Als erste Lawinenverbauungen kamen in Südtirol Steinterrassen mit einem Lawinenzaun zum Einsatz. Was gut gemeint war, war schlecht getroffen: Weil es an Know-how fehlte, wurde bei den Verbauungsarbeiten oft die schützende Grasnarbe an den Lawinenhängen zerstört, was im Sommer zu häufigeren Erdrutschen führte. Die Entwicklung musste demnach danach trachten, einerseits die Stabilität der Verbauungen (ab den 1960er-Jahren vor allem Schneebrücken und -netze) zu erhöhen, andererseits die Grabungsarbeiten auf ein Minimum zu beschränken, um das sensible Gleichgewicht im Hochgebirge nicht zu stören. Heute entfallen Grabungsarbeiten fast vollständig, auch werden statt der relativ auffälligen Schneebrücken Dreiecksnetze mit Pendelstützen verwendet, die besser der Landschaft angepasst und kaum noch einsichtig sind.
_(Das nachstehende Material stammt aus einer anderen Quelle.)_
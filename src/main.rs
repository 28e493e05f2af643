//! split-settle CLI
//!
//! Work out who owes whom from a JSON file of shared expenses.
//!
//! # Usage
//!
//! ```bash
//! # Settle a group's expenses
//! split-settle settle --input expenses.json
//!
//! # Output as JSON, keeping per-pair debts instead of netting
//! split-settle settle --input expenses.json --format json --strategy pairwise
//!
//! # Per-person paid / share / net table
//! split-settle summary --input expenses.json
//!
//! # Generate a random group for testing
//! split-settle generate --people 6 --expenses 20
//! ```
//!
//! # Environment Variables
//!
//! - `RUST_LOG`: set to `debug` or `warn` to control logging verbosity

use split_settle::core::expense::ExpenseSet;
use split_settle::settlement::engine::{SettlementEngine, Strategy};
use split_settle::settlement::summary::GroupSummary;
use split_settle::simulation::random_group::{generate_random_group, GroupConfig};
use split_settle::SettleError;
use std::fs;
use std::process;

fn print_usage() {
    eprintln!(
        r#"split-settle: who owes whom, in the fewest transfers

USAGE:
    split-settle <COMMAND> [OPTIONS]

COMMANDS:
    settle      Compute settlements for a set of expenses
    summary     Show what each person paid, consumed, and nets
    generate    Generate a random expense group (for testing)
    help        Show this message

OPTIONS (settle, summary):
    --input <FILE>        Path to JSON expenses file
    --format <FORMAT>     Output format: text (default) or json  [settle only]
    --strategy <NAME>     net (default) or pairwise              [settle only]

OPTIONS (generate):
    --people <N>          Number of people (default: 6)
    --expenses <N>        Number of expenses (default: 20)
    --output <FILE>       Write to file instead of stdout

INPUT:
    A JSON array of {{"payer", "amount", "involved"}} objects, or an object
    with an "expenses" array of the same.

EXAMPLES:
    split-settle settle --input trip.json
    split-settle settle --input trip.json --format json --strategy pairwise
    split-settle summary --input trip.json
    split-settle generate --people 4 --expenses 10 --output trip.json"#
    );
}

/// Accepted shapes of the input file.
#[derive(serde::Deserialize)]
#[serde(untagged)]
enum ExpensesFile {
    Bare(ExpenseSet),
    Wrapped { expenses: ExpenseSet },
}

impl ExpensesFile {
    fn into_set(self) -> ExpenseSet {
        match self {
            ExpensesFile::Bare(set) | ExpensesFile::Wrapped { expenses: set } => set,
        }
    }
}

/// JSON output schema for `settle`.
#[derive(serde::Serialize)]
struct SettleOutput {
    strategy: String,
    settlements: Vec<SettlementOutput>,
    lines: Vec<String>,
}

#[derive(serde::Serialize)]
struct SettlementOutput {
    debtor: String,
    creditor: String,
    amount: String,
}

#[derive(serde::Serialize)]
struct ErrorOutput {
    error: String,
}

fn fail(message: impl std::fmt::Display) -> ! {
    eprintln!("Error: {}", message);
    process::exit(1);
}

/// Client mistakes exit with 1, engine faults with 2.
fn exit_on_settle_error(err: SettleError, json: bool) -> ! {
    if json {
        let output = ErrorOutput {
            error: err.to_string(),
        };
        if let Ok(text) = serde_json::to_string_pretty(&output) {
            println!("{}", text);
        }
    }
    eprintln!("Error: {}", err);
    process::exit(if err.is_client_error() { 1 } else { 2 });
}

fn load_expenses(path: &str) -> ExpenseSet {
    let content = fs::read_to_string(path)
        .unwrap_or_else(|e| fail(format!("reading file '{}': {}", path, e)));

    let file: ExpensesFile = serde_json::from_str(&content).unwrap_or_else(|e| {
        eprintln!("Error parsing JSON: {}", e);
        eprintln!("Expected format:");
        eprintln!(
            r#"[
  {{ "payer": "Alice", "amount": 60, "involved": ["Alice", "Bob", "Carol"] }}
]"#
        );
        process::exit(1);
    });
    file.into_set()
}

/// Options shared by the commands that read an input file.
struct InputOptions {
    input: String,
    format: String,
    strategy: Strategy,
}

fn parse_input_options(args: &[String]) -> InputOptions {
    let mut input = None;
    let mut format = "text".to_string();
    let mut strategy = Strategy::default();
    let mut i = 0;
    while i < args.len() {
        match args[i].as_str() {
            "--input" => {
                i += 1;
                input = Some(
                    args.get(i)
                        .cloned()
                        .unwrap_or_else(|| fail("--input requires a file path")),
                );
            }
            "--format" => {
                i += 1;
                format = args
                    .get(i)
                    .cloned()
                    .unwrap_or_else(|| fail("--format requires 'text' or 'json'"));
                if format != "text" && format != "json" {
                    fail(format!("unknown format '{}'", format));
                }
            }
            "--strategy" => {
                i += 1;
                strategy = args
                    .get(i)
                    .unwrap_or_else(|| fail("--strategy requires 'net' or 'pairwise'"))
                    .parse()
                    .unwrap_or_else(|e| fail(e));
            }
            other => fail(format!("unknown option: {}", other)),
        }
        i += 1;
    }

    InputOptions {
        input: input.unwrap_or_else(|| fail("--input <FILE> is required")),
        format,
        strategy,
    }
}

fn cmd_settle(args: &[String]) {
    let options = parse_input_options(args);
    let json = options.format == "json";
    let set = load_expenses(&options.input);

    let report = SettlementEngine::run(options.strategy, &set)
        .unwrap_or_else(|e| exit_on_settle_error(e, json));

    if json {
        let output = SettleOutput {
            strategy: report.strategy().to_string(),
            settlements: report
                .transfers()
                .iter()
                .map(|s| SettlementOutput {
                    debtor: s.debtor.to_string(),
                    creditor: s.creditor.to_string(),
                    amount: split_settle::core::money::format_amount(s.amount),
                })
                .collect(),
            lines: report.lines(),
        };
        let text = serde_json::to_string_pretty(&output)
            .unwrap_or_else(|e| fail(format!("serializing output: {}", e)));
        println!("{}", text);
    } else {
        print!("{}", report);
    }
}

fn cmd_summary(args: &[String]) {
    let options = parse_input_options(args);
    let set = load_expenses(&options.input);

    let summary =
        GroupSummary::from_expenses(&set).unwrap_or_else(|e| exit_on_settle_error(e, false));
    print!("{}", summary);
}

fn cmd_generate(args: &[String]) {
    let mut config = GroupConfig::default();
    let mut output_path: Option<String> = None;
    let mut i = 0;
    while i < args.len() {
        match args[i].as_str() {
            "--people" => {
                i += 1;
                config.people = args
                    .get(i)
                    .and_then(|s| s.parse().ok())
                    .unwrap_or_else(|| fail("--people requires a number"));
            }
            "--expenses" => {
                i += 1;
                config.expenses = args
                    .get(i)
                    .and_then(|s| s.parse().ok())
                    .unwrap_or_else(|| fail("--expenses requires a number"));
            }
            "--output" => {
                i += 1;
                output_path = Some(
                    args.get(i)
                        .cloned()
                        .unwrap_or_else(|| fail("--output requires a file path")),
                );
            }
            other => fail(format!("unknown option: {}", other)),
        }
        i += 1;
    }

    let set = generate_random_group(&config);
    let json = serde_json::to_string_pretty(&set)
        .unwrap_or_else(|e| fail(format!("serializing expenses: {}", e)));

    if let Some(path) = output_path {
        fs::write(&path, &json)
            .unwrap_or_else(|e| fail(format!("writing to '{}': {}", path, e)));
        eprintln!(
            "Generated {} expenses across {} people → {}",
            set.len(),
            config.people,
            path
        );
    } else {
        println!("{}", json);
    }
}

fn main() {
    env_logger::init();

    let args: Vec<String> = std::env::args().collect();

    if args.len() < 2 {
        print_usage();
        process::exit(1);
    }

    let command = args[1].as_str();
    let rest = &args[2..];

    match command {
        "settle" => cmd_settle(rest),
        "summary" => cmd_summary(rest),
        "generate" => cmd_generate(rest),
        "help" | "--help" | "-h" => print_usage(),
        _ => {
            eprintln!("Unknown command: {}", command);
            print_usage();
            process::exit(1);
        }
    }
}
Mit solchen Verbauungen werden vor allem die Anrissgebiete der Lawinen versehen, um das Abgehen von Lawinen bestmöglich zu verhindern. Wo dies nicht möglich ist, kommen zum Schutz von Gebäuden, Skipisten oder Aufstiegsanlagen auch schon einmal Lawinendämme zum Einsatz. Letztendlich überlässt man den Schutz von Menschen, Gebäuden und Infrastruktur allerdings nicht der Lawinenverbauung allein, sondern vor allem dem Know-how der Lawinenkommissionen vor Ort. Sie sind es, die Gefahrensituationen abschätzen und gezielte Schutzmaßnahmen ergreifen.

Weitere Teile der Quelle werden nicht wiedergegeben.